## TASK TO CARRY OUT
The whole listing that follows should be printed again, unchanged.

## DATA SHOWN
● ● ● ● ●

//! Error types for dispatch operations.
//!
//! The taxonomy separates role-terminating failures (a broken publish
//! connection, an unrecoverable subscription) from per-row failures that
//! abort at most one claim pass and heal on the next wake-up.

use thiserror::Error;

/// Result type alias for dispatch operations.
pub type Result<T> = std::result::Result<T, DispatchError>;

/// Error types for the notifier and listener roles.
#[derive(Debug, Clone, Error)]
pub enum DispatchError {
    /// Publishing a wake-up failed. A broken connection cannot be
    /// repaired by looping, so the notifier treats this as fatal.
    #[error("failed to publish wake-up on channel {channel}: {message}")]
    Publish {
        /// Channel the publish targeted.
        channel: String,
        /// Underlying error message.
        message: String,
    },

    /// The notification subscription failed beyond the driver's own
    /// reconnect logic.
    #[error("notification subscription failed: {message}")]
    Subscription {
        /// Underlying error message.
        message: String,
    },

    /// A database operation inside a claim pass failed.
    #[error("database error: {message}")]
    Database {
        /// Underlying error message.
        message: String,
    },

    /// `run` was invoked on a listener that is already running.
    #[error("listener is already running")]
    AlreadyRunning,
}

impl DispatchError {
    /// Creates a publish error.
    pub fn publish(channel: impl Into<String>, message: impl ToString) -> Self {
        Self::Publish { channel: channel.into(), message: message.to_string() }
    }

    /// Creates a subscription error.
    pub fn subscription(message: impl ToString) -> Self {
        Self::Subscription { message: message.to_string() }
    }

    /// Creates a database error.
    pub fn database(message: impl ToString) -> Self {
        Self::Database { message: message.to_string() }
    }

    /// Whether this error terminates the whole role.
    ///
    /// Database errors abort only the claim pass that hit them; the next
    /// wake-up scans again. Everything else ends `run`.
    pub fn is_fatal(&self) -> bool {
        match self {
            Self::Publish { .. } | Self::Subscription { .. } | Self::AlreadyRunning => true,
            Self::Database { .. } => false,
        }
    }
}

● ● ● ● ●

## ANSWER TO THE PROBLEM
//! Error types for dispatch operations.
//!
//! The taxonomy separates role-terminating failures (a broken publish
//! connection, an unrecoverable subscription) from per-row failures that
//! abort at most one claim pass and heal on the next wake-up.

use thiserror::Error;

/// Result type alias for dispatch operations.
pub type Result<T> = std::result::Result<T, DispatchError>;

/// Error types for the notifier and listener roles.
#[derive(Debug, Clone, Error)]
pub enum DispatchError {
    /// Publishing a wake-up failed. A broken connection cannot be
    /// repaired by looping, so the notifier treats this as fatal.
    #[error("failed to publish wake-up on channel {channel}: {message}")]
    Publish {
        /// Channel the publish targeted.
        channel: String,
        /// Underlying error message.
        message: String,
    },

    /// The notification subscription failed beyond the driver's own
    /// reconnect logic.
    #[error("notification subscription failed: {message}")]
    Subscription {
        /// Underlying error message.
        message: String,
    },

    /// A database operation inside a claim pass failed.
    #[error("database error: {message}")]
    Database {
        /// Underlying error message.
        message: String,
    },

    /// `run` was invoked on a listener that is already running.
    #[error("listener is already running")]
    AlreadyRunning,
}

impl DispatchError {
    /// Creates a publish error.
    pub fn publish(channel: impl Into<String>, message: impl ToString) -> Self {
        Self::Publish { channel: channel.into(), message: message.to_string() }
    }

    /// Creates a subscription error.
    pub fn subscription(message: impl ToString) -> Self {
        Self::Subscription { message: message.to_string() }
    }

    /// Creates a database error.
    pub fn database(message: impl ToString) -> Self {
        Self::Database { message: message.to_string() }
    }

    /// Whether this error terminates the whole role.
    ///
    /// Database errors abort only the claim pass that hit them; the next
    /// wake-up scans again. Everything else ends `run`.
    pub fn is_fatal(&self) -> bool {
        match self {
            Self::Publish { .. } | Self::Subscription { .. } | Self::AlreadyRunning => true,
            Self::Database { .. } => false,
        }
    }
}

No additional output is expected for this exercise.